Last November, I attended the Aging2.0 conference in San Francisco. Chip was the final keynote speaker. I must admit- I had no idea who he was, and almost didn’t stay. I had a migraine, and sat down next to someone on the balcony who was talking my ear off. I excused myself and started walking out the door. Yet, something made me stop. I had a shiver on the back of my neck. I promptly pivoted on my heels, turned around, marched back inside and this time was moved to sit in the second row.

Chip came on stage, and I was riveted. He described starting Joie de Vivre hopsitality at age 25, sold it at 50, hit midlife, and wondered what to do next. He was approached by two young punks starting some company called Airbnb, knowing nothing about tech. He nearly declined the offer, but instead decided to explore how to be both a mentor and a student at the same time. He led from behind this time, and it worked.

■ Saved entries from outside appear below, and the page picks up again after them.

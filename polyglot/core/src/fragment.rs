//! Response Fragments
//!
//! The unit every stream in the orchestrator carries. Backends produce
//! fragments, the labeling adapter rewrites them, and the multiplexer folds
//! them into merged snapshots that are handed to the hosting boundary.
//!
//! A fragment is a text delta plus a [`FragmentMode`] telling the consumer what
//! to do with it:
//!
//! | Mode             | Effect on the source's buffer          |
//! |------------------|----------------------------------------|
//! | `Append`         | text is concatenated                   |
//! | `Replace`        | buffer is discarded and set to text    |
//! | `SuggestedReply` | none, forwarded verbatim downstream    |
//! | `ControlOnly`    | none, dropped by the multiplexer       |

use std::fmt;
use std::sync::atomic::{AtomicU64, Ordering};

use serde::{Deserialize, Serialize};

/// How a fragment's text is applied
#[derive(Clone, Copy, Debug, Default, PartialEq, Eq, Hash, Serialize, Deserialize)]
#[serde(rename_all = "snake_case")]
pub enum FragmentMode {
    /// Concatenate to the running buffer
    #[default]
    Append,
    /// Discard the running buffer and start over with this text
    Replace,
    /// A suggested follow-up for the end user; never part of merged text
    SuggestedReply,
    /// Metadata-only signal with no visible text
    ControlOnly,
}

impl FragmentMode {
    /// Whether fragments of this mode change a source's buffer
    #[must_use]
    pub fn affects_buffer(self) -> bool {
        matches!(self, Self::Append | Self::Replace)
    }
}

/// One unit of a streaming response
#[derive(Clone, Debug, Default, PartialEq, Eq, Serialize, Deserialize)]
pub struct Fragment {
    /// Text delta (empty for control fragments)
    pub text: String,
    /// How the text is applied
    #[serde(default)]
    pub mode: FragmentMode,
}

impl Fragment {
    /// Create a fragment with an explicit mode
    pub fn new(text: impl Into<String>, mode: FragmentMode) -> Self {
        Self {
            text: text.into(),
            mode,
        }
    }

    /// Text to concatenate to the running buffer
    pub fn append(text: impl Into<String>) -> Self {
        Self::new(text, FragmentMode::Append)
    }

    /// Text that replaces the running buffer
    pub fn replace(text: impl Into<String>) -> Self {
        Self::new(text, FragmentMode::Replace)
    }

    /// A suggested reply, forwarded as-is
    pub fn suggested_reply(text: impl Into<String>) -> Self {
        Self::new(text, FragmentMode::SuggestedReply)
    }

    /// A control-only fragment carrying no visible text
    #[must_use]
    pub fn control() -> Self {
        Self::new(String::new(), FragmentMode::ControlOnly)
    }

    /// Check if this fragment replaces the running buffer
    #[must_use]
    pub fn is_replace(&self) -> bool {
        self.mode == FragmentMode::Replace
    }

    /// Check if this fragment is a suggested reply
    #[must_use]
    pub fn is_suggested_reply(&self) -> bool {
        self.mode == FragmentMode::SuggestedReply
    }
}

/// Identity of one source stream inside a merge
///
/// Allocated from a process-wide counter, so an id is never handed out twice
/// even across merges.
#[derive(Clone, Copy, Debug, PartialEq, Eq, PartialOrd, Ord, Hash)]
pub struct SourceId(u64);

impl SourceId {
    /// Allocate a fresh source id
    #[must_use]
    pub fn new() -> Self {
        static COUNTER: AtomicU64 = AtomicU64::new(0);
        Self(COUNTER.fetch_add(1, Ordering::SeqCst))
    }

    /// Raw numeric value
    #[must_use]
    pub fn as_u64(self) -> u64 {
        self.0
    }
}

impl Default for SourceId {
    fn default() -> Self {
        Self::new()
    }
}

impl fmt::Display for SourceId {
    fn fmt(&self, f: &mut fmt::Formatter<'_>) -> fmt::Result {
        write!(f, "src_{}", self.0)
    }
}
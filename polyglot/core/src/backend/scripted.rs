//! Scripted Backend
//!
//! Deterministic in-process backend. Each bot replays a [`BotScript`] of
//! fragments, delays and failures, and every request is recorded so callers
//! can verify which bots were invoked and with what history.
//!
//! # Usage
//!
//! ```ignore
//! use polyglot_core::backend::{BotScript, ScriptedBackend};
//!
//! let backend = ScriptedBackend::new()
//!     .with_bot("GPT-4", BotScript::new().text("Hi").text(" there"))
//!     .with_bot("leocooks", BotScript::new().text("partial").fail("boom"));
//!
//! // After the run, verify which bots were called
//! assert_eq!(backend.request_count("leocooks"), 1);
//! ```

use std::collections::HashMap;
use std::sync::Arc;
use std::time::Duration;

use async_trait::async_trait;
use parking_lot::Mutex;
use tokio::sync::mpsc;

use super::traits::{Backend, BackendError, BotRequest, StreamingToken};
use crate::fragment::Fragment;

/// One step of a scripted response
#[derive(Clone, Debug, PartialEq, Eq)]
pub enum ScriptStep {
    /// Send a fragment
    Emit(Fragment),
    /// Wait before the next step
    Delay(Duration),
    /// Fail the response mid-stream
    Fail(String),
}

/// Scripted response for one bot
#[derive(Clone, Debug, Default, PartialEq, Eq)]
pub struct BotScript {
    steps: Vec<ScriptStep>,
    /// Fail the call itself, before any channel exists
    rejection: Option<String>,
}

impl BotScript {
    /// Create an empty script (the response ends immediately)
    #[must_use]
    pub fn new() -> Self {
        Self::default()
    }

    /// A script whose call fails outright
    pub fn rejecting(reason: impl Into<String>) -> Self {
        Self {
            steps: Vec::new(),
            rejection: Some(reason.into()),
        }
    }

    /// Emit a fragment
    #[must_use]
    pub fn emit(mut self, fragment: Fragment) -> Self {
        self.steps.push(ScriptStep::Emit(fragment));
        self
    }

    /// Emit an `Append` fragment
    #[must_use]
    pub fn text(self, text: impl Into<String>) -> Self {
        self.emit(Fragment::append(text))
    }

    /// Emit a `Replace` fragment
    #[must_use]
    pub fn replace(self, text: impl Into<String>) -> Self {
        self.emit(Fragment::replace(text))
    }

    /// Wait before the next step
    #[must_use]
    pub fn delay(mut self, delay: Duration) -> Self {
        self.steps.push(ScriptStep::Delay(delay));
        self
    }

    /// Fail mid-stream; later steps are never reached
    #[must_use]
    pub fn fail(mut self, reason: impl Into<String>) -> Self {
        self.steps.push(ScriptStep::Fail(reason.into()));
        self
    }

    /// The scripted steps
    #[must_use]
    pub fn steps(&self) -> &[ScriptStep] {
        &self.steps
    }
}

type Responder = Box<dyn Fn(&BotRequest) -> BotScript + Send + Sync>;

/// Backend that replays scripted responses
pub struct ScriptedBackend {
    /// Response generator per bot
    responders: HashMap<String, Responder>,
    /// Request history for verification
    requests: Arc<Mutex<Vec<BotRequest>>>,
    /// Response channel capacity
    channel_capacity: usize,
}

impl std::fmt::Debug for ScriptedBackend {
    fn fmt(&self, f: &mut std::fmt::Formatter<'_>) -> std::fmt::Result {
        f.debug_struct("ScriptedBackend")
            .field("bot_count", &self.responders.len())
            .field("request_count", &self.requests.lock().len())
            .finish()
    }
}

impl Default for ScriptedBackend {
    fn default() -> Self {
        Self::new()
    }
}

impl ScriptedBackend {
    /// Create a backend that serves no bots
    #[must_use]
    pub fn new() -> Self {
        Self {
            responders: HashMap::new(),
            requests: Arc::new(Mutex::new(Vec::new())),
            channel_capacity: 100,
        }
    }

    /// Serve a bot with a fixed script
    #[must_use]
    pub fn with_bot(self, bot: impl Into<String>, script: BotScript) -> Self {
        self.with_responder(bot, move |_| script.clone())
    }

    /// Serve a bot with a script chosen per request
    #[must_use]
    pub fn with_responder<F>(mut self, bot: impl Into<String>, responder: F) -> Self
    where
        F: Fn(&BotRequest) -> BotScript + Send + Sync + 'static,
    {
        self.responders.insert(bot.into(), Box::new(responder));
        self
    }

    /// Set the response channel capacity
    #[must_use]
    pub fn with_channel_capacity(mut self, capacity: usize) -> Self {
        self.channel_capacity = capacity.max(1);
        self
    }

    /// Get request count for a specific bot
    #[must_use]
    pub fn request_count(&self, bot: &str) -> usize {
        self.requests.lock().iter().filter(|r| r.bot == bot).count()
    }

    /// Get full request history
    #[must_use]
    pub fn requests(&self) -> Vec<BotRequest> {
        self.requests.lock().clone()
    }

    /// Get the bots called, in call order
    #[must_use]
    pub fn called_bots(&self) -> Vec<String> {
        self.requests.lock().iter().map(|r| r.bot.clone()).collect()
    }

    /// Get the last request sent to a specific bot
    #[must_use]
    pub fn last_request_for(&self, bot: &str) -> Option<BotRequest> {
        self.requests
            .lock()
            .iter()
            .rev()
            .find(|r| r.bot == bot)
            .cloned()
    }
}

#[async_trait]
impl Backend for ScriptedBackend {
    fn name(&self) -> &'static str {
        "Scripted"
    }

    async fn send_streaming(
        &self,
        request: &BotRequest,
    ) -> Result<mpsc::Receiver<StreamingToken>, BackendError> {
        self.requests.lock().push(request.clone());

        let responder = self
            .responders
            .get(&request.bot)
            .ok_or_else(|| BackendError::UnknownBot(request.bot.clone()))?;
        let script = responder(request);

        if let Some(reason) = script.rejection {
            return Err(BackendError::Stream(reason));
        }

        let (tx, rx) = mpsc::channel(self.channel_capacity);
        tokio::spawn(async move {
            for step in script.steps {
                match step {
                    ScriptStep::Emit(fragment) => {
                        if tx.send(StreamingToken::Fragment(fragment)).await.is_err() {
                            // Receiver dropped, stop replaying
                            return;
                        }
                    }
                    ScriptStep::Delay(delay) => tokio::time::sleep(delay).await,
                    ScriptStep::Fail(reason) => {
                        let _ = tx.send(StreamingToken::Error(reason)).await;
                        return;
                    }
                }
            }
        });

        Ok(rx)
    }
}
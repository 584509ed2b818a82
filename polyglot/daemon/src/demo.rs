//! Offline bots for `--dry-run`
//!
//! Every declared bot answers with a short canned reply streamed word by
//! word. The classifier answers classification prompts with a verdict built
//! from keywords in the quoted request.

use std::time::Duration;

use polyglot_core::{BotRequest, BotScript, Fragment, MessageRole, PolyglotConfig, ScriptedBackend};

const WORD_DELAY: Duration = Duration::from_millis(40);

/// Topic fragment of a predicate name and the words that trigger it
const KEYWORDS: &[(&str, &[&str])] = &[
    ("psychology", &["feel", "anxious", "stress", "sad", "motivation"]),
    ("education", &["learn", "study", "school", "exam", "teach"]),
    ("cooking", &["cook", "recipe", "bake", "sear", "boil", "dinner"]),
    ("fitness", &["workout", "gym", "run", "marathon", "exercise"]),
    ("internet", &["today", "latest", "news", "current", "price"]),
];

/// Scripted backend serving every bot `config` declares
pub fn demo_backend(config: &PolyglotConfig) -> ScriptedBackend {
    let classifier = config.routing.classifier.clone();
    let mut backend = ScriptedBackend::new().with_channel_capacity(config.channel_capacity);

    for id in config.dependencies().into_keys() {
        let is_classifier = id == classifier;
        let name = id.clone();
        backend = backend.with_responder(id, move |request| {
            let prompt = request.last_message().unwrap_or_default();
            if is_classifier && is_classification(request) {
                BotScript::new().text(verdict_for(prompt))
            } else {
                answer(&name, prompt)
            }
        });
    }

    backend
}

fn is_classification(request: &BotRequest) -> bool {
    request.query.len() == 1 && request.query[0].role == MessageRole::Bot
}

/// Build a JSON verdict for the keys listed in a classification prompt
fn verdict_for(prompt: &str) -> String {
    let request = prompt
        .lines()
        .find_map(|line| line.strip_prefix("> "))
        .unwrap_or_default()
        .to_lowercase();

    let verdict: serde_json::Map<String, serde_json::Value> = prompt
        .lines()
        .filter_map(|line| line.trim_start().strip_prefix("- "))
        .map(|key| {
            let matched = KEYWORDS
                .iter()
                .filter(|(topic, _)| key.contains(topic))
                .any(|(_, words)| words.iter().any(|w| request.contains(w)));
            (key.to_string(), serde_json::Value::Bool(matched))
        })
        .collect();

    serde_json::Value::Object(verdict).to_string()
}

fn answer(name: &str, question: &str) -> BotScript {
    let reply = format!("{name} here (dry run). You asked: \"{question}\"");

    let mut script = BotScript::new();
    for (i, word) in reply.split(' ').enumerate() {
        let chunk = if i == 0 { word.to_string() } else { format!(" {word}") };
        script = script.text(chunk).delay(WORD_DELAY);
    }
    script.emit(Fragment::suggested_reply(format!("Ask {name} for more detail")))
}
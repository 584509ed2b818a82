//! HTTP Backend Implementation
//!
//! Bot backend for a remote bot server that streams responses as
//! Server-Sent Events.
//!
//! # Protocol
//!
//! Each bot is reached at `POST {base_url}/bot/{bot}` with a JSON body
//! carrying the conversation history and the caller credential. The response
//! is an event stream:
//!
//! | Event              | Meaning                             |
//! |--------------------|-------------------------------------|
//! | `text`             | append `data.text`                  |
//! | `replace_response` | replace the response with `data.text` |
//! | `suggested_reply`  | suggested follow-up `data.text`     |
//! | `meta`             | metadata, no visible text           |
//! | `error`            | terminal failure                    |
//! | `done`             | end of response                     |

use std::time::Duration;

use async_trait::async_trait;
use futures::StreamExt;
use serde::Deserialize;
use tokio::sync::mpsc;
use tracing::{debug, warn};

use super::traits::{Backend, BackendError, BotRequest, StreamingToken};
use crate::config::PolyglotConfig;
use crate::fragment::Fragment;

/// Time allowed to establish a connection to the bot server
const CONNECT_TIMEOUT: Duration = Duration::from_secs(10);

/// One dispatched Server-Sent Event
#[derive(Clone, Debug, Default, PartialEq, Eq)]
pub struct SseEvent {
    /// Event name (`message` when the server sent none)
    pub event: String,
    /// Data lines joined with `\n`
    pub data: String,
}

/// Incremental Server-Sent Events parser
///
/// Bytes are buffered until a full line is available, so multi-byte
/// characters split across network chunks decode correctly.
#[derive(Debug, Default)]
pub struct SseParser {
    buffer: Vec<u8>,
    event: Option<String>,
    data: Vec<String>,
}

impl SseParser {
    /// Create an empty parser
    #[must_use]
    pub fn new() -> Self {
        Self::default()
    }

    /// Feed a chunk of bytes, returning every event it completed
    pub fn feed(&mut self, chunk: &[u8]) -> Vec<SseEvent> {
        self.buffer.extend_from_slice(chunk);

        let mut events = Vec::new();
        while let Some(pos) = self.buffer.iter().position(|&b| b == b'\n') {
            let raw: Vec<u8> = self.buffer.drain(..=pos).collect();
            let line = String::from_utf8_lossy(&raw);
            let line = line.trim_end_matches(['\n', '\r']);
            if let Some(event) = self.process_line(line) {
                events.push(event);
            }
        }
        events
    }

    fn process_line(&mut self, line: &str) -> Option<SseEvent> {
        if line.is_empty() {
            if self.event.is_none() && self.data.is_empty() {
                return None;
            }
            return Some(SseEvent {
                event: self.event.take().unwrap_or_else(|| "message".to_string()),
                data: std::mem::take(&mut self.data).join("\n"),
            });
        }

        // Comment line
        if line.starts_with(':') {
            return None;
        }

        let (field, value) = match line.split_once(':') {
            Some((field, value)) => (field, value.strip_prefix(' ').unwrap_or(value)),
            None => (line, ""),
        };
        match field {
            "event" => self.event = Some(value.to_string()),
            "data" => self.data.push(value.to_string()),
            _ => {}
        }
        None
    }
}

/// What the stream task should do with one event
#[derive(Debug, PartialEq, Eq)]
enum SseAction {
    Emit(StreamingToken),
    Done,
    Skip,
}

#[derive(Deserialize)]
struct TextPayload {
    #[serde(default)]
    text: String,
}

fn payload_text(data: &str) -> Result<String, serde_json::Error> {
    serde_json::from_str::<TextPayload>(data).map(|p| p.text)
}

fn interpret(event: &SseEvent) -> SseAction {
    let fragment = |build: fn(String) -> Fragment| match payload_text(&event.data) {
        Ok(text) => SseAction::Emit(StreamingToken::Fragment(build(text))),
        Err(e) => SseAction::Emit(StreamingToken::Error(format!(
            "malformed {} event: {e}",
            event.event
        ))),
    };

    match event.event.as_str() {
        "text" => fragment(Fragment::append),
        "replace_response" => fragment(Fragment::replace),
        "suggested_reply" => fragment(Fragment::suggested_reply),
        "meta" => SseAction::Emit(StreamingToken::Fragment(Fragment::control())),
        "error" => {
            let text = payload_text(&event.data).unwrap_or_else(|_| event.data.clone());
            SseAction::Emit(StreamingToken::Error(text))
        }
        "done" => SseAction::Done,
        other => {
            debug!(event = other, "Ignoring unknown event");
            SseAction::Skip
        }
    }
}

/// HTTP/SSE backend client
#[derive(Clone)]
pub struct HttpBackend {
    /// Server base URL, without trailing slash
    base_url: String,
    /// HTTP client
    http_client: reqwest::Client,
    /// Response channel capacity
    channel_capacity: usize,
}

impl HttpBackend {
    /// Create a new HTTP backend
    ///
    /// # Errors
    ///
    /// Returns an error if the HTTP client cannot be constructed.
    pub fn new(
        base_url: impl Into<String>,
        connect_timeout: Option<Duration>,
    ) -> Result<Self, BackendError> {
        let mut builder = reqwest::Client::builder();
        if let Some(timeout) = connect_timeout {
            builder = builder.connect_timeout(timeout);
        }
        let http_client = builder.build().map_err(|source| BackendError::Request {
            bot: String::new(),
            source,
        })?;

        Ok(Self {
            base_url: base_url.into().trim_end_matches('/').to_string(),
            http_client,
            channel_capacity: 100,
        })
    }

    /// Create from the loaded configuration
    ///
    /// # Errors
    ///
    /// Returns an error if the HTTP client cannot be constructed.
    pub fn from_config(config: &PolyglotConfig) -> Result<Self, BackendError> {
        let mut backend = Self::new(config.base_url.clone(), Some(CONNECT_TIMEOUT))?;
        backend.channel_capacity = config.channel_capacity;
        Ok(backend)
    }

    /// Get the base URL
    #[must_use]
    pub fn base_url(&self) -> &str {
        &self.base_url
    }

    /// Get the endpoint URL for a bot
    fn bot_url(&self, bot: &str) -> String {
        format!("{}/bot/{bot}", self.base_url)
    }

    fn request_body(request: &BotRequest) -> serde_json::Value {
        serde_json::json!({
            "bot": request.bot,
            "query": request.query,
            "access_key": request.access_key,
        })
    }
}

#[async_trait]
impl Backend for HttpBackend {
    fn name(&self) -> &'static str {
        "Http"
    }

    async fn send_streaming(
        &self,
        request: &BotRequest,
    ) -> Result<mpsc::Receiver<StreamingToken>, BackendError> {
        let (tx, rx) = mpsc::channel(self.channel_capacity);
        let bot = request.bot.clone();

        let response = self
            .http_client
            .post(self.bot_url(&bot))
            .header(reqwest::header::ACCEPT, "text/event-stream")
            .json(&Self::request_body(request))
            .send()
            .await
            .map_err(|source| BackendError::Request {
                bot: bot.clone(),
                source,
            })?;

        if !response.status().is_success() {
            let status = response.status().as_u16();
            let body = response.text().await.unwrap_or_default();
            return Err(BackendError::Status { bot, status, body });
        }

        let mut stream = response.bytes_stream();

        tokio::spawn(async move {
            let mut parser = SseParser::new();

            while let Some(chunk) = stream.next().await {
                let bytes = match chunk {
                    Ok(bytes) => bytes,
                    Err(e) => {
                        warn!(bot = %bot, error = %e, "Response body interrupted");
                        let _ = tx.send(StreamingToken::Error(e.to_string())).await;
                        return;
                    }
                };

                for event in parser.feed(&bytes) {
                    match interpret(&event) {
                        SseAction::Emit(token) => {
                            let terminal = matches!(token, StreamingToken::Error(_));
                            if tx.send(token).await.is_err() || terminal {
                                // Receiver dropped, or nothing follows an error
                                return;
                            }
                        }
                        SseAction::Done => return,
                        SseAction::Skip => {}
                    }
                }
            }

            debug!(bot = %bot, "Event stream closed without done event");
        });

        Ok(rx)
    }
}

After leaving Airbnb, Chip wrote, “Wisdom@Work – the Making of a Modern Elder” at his new home in Baja, Mexico, where he was learning to surf and building a new chapter of life. He then came up with the Modern Elder Academy for those in midlife transitions to reflect, connect with peers, and revel in the “liminality” of this in-between time.

As Chip was describing the book and MEA, I knew he was going to become one of the biggest voices and leaders in this industry I had come to love. I found myself writing in my notebook; “I will one day meet Chip Conley and attend the Modern Elder Academy.” I had that shiver on my neck again. Two minutes later, Chip invited those of us in the audience to apply to the beta sessions. I must have dropped my pen. Destiny was calling.

After postponing two dates I could not attend, I finally headed to Baja in June. I was smack in the middle of some huge personal transitions. It was precisely the perfect time.

The beauty of the Modern Elder Academy is immediately apparent in the gorgeous landscape. The high arid desert and sparkling Pacific Ocean seems to speak of reflection, maturity and transformation.

The campus is warm, stunning in design, décor and beckons one to kick off their shoes and sigh. Chip’s background in hotels and hospitality contributed to an ideal setting for getting to know others, having time alone to reflect, and a family style schedule that created deep intimacy very quickly.

I learned a lot. I cried a lot. I laughed a lot. Our group built driftwood lines in the sand, baked bread, talked in large and small groups about deeply moving and reflective topics, walked to local beachside restaurants, made home-made margaritas, danced, shared poetry, balanced rocks, and explored our vulnerabilities. Our group and yours truly even made it into the promo video.

Each person from our group of 13 came from entirely different backgrounds and stories; yet all deeply identified with this experience of midlife being a time of dissolving one part of ourselves to make room for another.

A metaphor was introduced of early adulthood representing that of a caterpillar; busy focusing on the details of work, homes, family; followed by midlife representing the chrysalis or cocoon as a time to reflect, and transform; and finally the ‘third act of life’ being that of the butterfly exploring anew. It came up again and again as we marked the solstice- the longest day of the year.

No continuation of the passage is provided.